• [Required work]
Report each line of the entries that includes "errors" by copying it.

• [Input]
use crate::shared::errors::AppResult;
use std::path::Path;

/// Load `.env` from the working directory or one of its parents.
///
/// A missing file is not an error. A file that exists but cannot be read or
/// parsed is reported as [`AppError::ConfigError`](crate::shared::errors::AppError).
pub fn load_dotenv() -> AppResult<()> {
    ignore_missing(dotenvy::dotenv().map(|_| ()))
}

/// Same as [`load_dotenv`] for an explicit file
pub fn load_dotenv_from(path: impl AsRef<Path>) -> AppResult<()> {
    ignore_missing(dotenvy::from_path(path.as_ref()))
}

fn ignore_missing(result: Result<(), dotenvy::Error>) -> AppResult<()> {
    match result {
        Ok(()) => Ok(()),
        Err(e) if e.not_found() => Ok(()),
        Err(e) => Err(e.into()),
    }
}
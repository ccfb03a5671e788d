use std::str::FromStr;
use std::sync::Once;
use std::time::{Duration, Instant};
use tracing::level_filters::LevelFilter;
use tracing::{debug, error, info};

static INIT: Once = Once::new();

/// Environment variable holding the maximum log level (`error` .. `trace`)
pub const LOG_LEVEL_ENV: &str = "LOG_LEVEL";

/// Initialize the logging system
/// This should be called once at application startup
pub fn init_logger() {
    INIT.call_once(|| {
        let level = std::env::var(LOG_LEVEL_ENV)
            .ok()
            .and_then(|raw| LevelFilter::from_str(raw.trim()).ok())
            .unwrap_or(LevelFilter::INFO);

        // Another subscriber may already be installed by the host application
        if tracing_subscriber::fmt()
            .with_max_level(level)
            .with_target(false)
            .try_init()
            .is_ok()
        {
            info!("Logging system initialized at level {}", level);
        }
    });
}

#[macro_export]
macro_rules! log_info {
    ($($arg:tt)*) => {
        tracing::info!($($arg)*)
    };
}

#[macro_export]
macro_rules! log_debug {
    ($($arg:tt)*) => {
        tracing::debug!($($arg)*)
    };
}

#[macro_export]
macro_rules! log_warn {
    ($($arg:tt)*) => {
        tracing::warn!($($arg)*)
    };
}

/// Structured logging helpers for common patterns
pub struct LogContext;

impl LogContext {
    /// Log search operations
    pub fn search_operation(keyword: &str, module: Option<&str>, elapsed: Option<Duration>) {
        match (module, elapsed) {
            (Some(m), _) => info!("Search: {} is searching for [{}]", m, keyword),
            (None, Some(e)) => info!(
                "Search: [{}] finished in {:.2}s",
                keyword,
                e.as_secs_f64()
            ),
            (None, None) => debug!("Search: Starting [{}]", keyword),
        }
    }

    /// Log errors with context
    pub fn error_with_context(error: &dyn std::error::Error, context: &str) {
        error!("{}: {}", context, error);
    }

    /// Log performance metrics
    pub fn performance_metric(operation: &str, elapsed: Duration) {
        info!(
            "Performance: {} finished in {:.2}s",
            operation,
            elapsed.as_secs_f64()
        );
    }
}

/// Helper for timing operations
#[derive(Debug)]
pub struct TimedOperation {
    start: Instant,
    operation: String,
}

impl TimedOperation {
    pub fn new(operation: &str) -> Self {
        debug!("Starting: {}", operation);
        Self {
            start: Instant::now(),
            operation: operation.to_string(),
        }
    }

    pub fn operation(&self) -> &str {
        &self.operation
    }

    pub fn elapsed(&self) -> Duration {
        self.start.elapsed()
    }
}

• [Your response]
use crate::shared::errors::AppResult;
/// parsed is reported as [`AppError::ConfigError`](crate::shared::errors::AppError).
    /// Log errors with context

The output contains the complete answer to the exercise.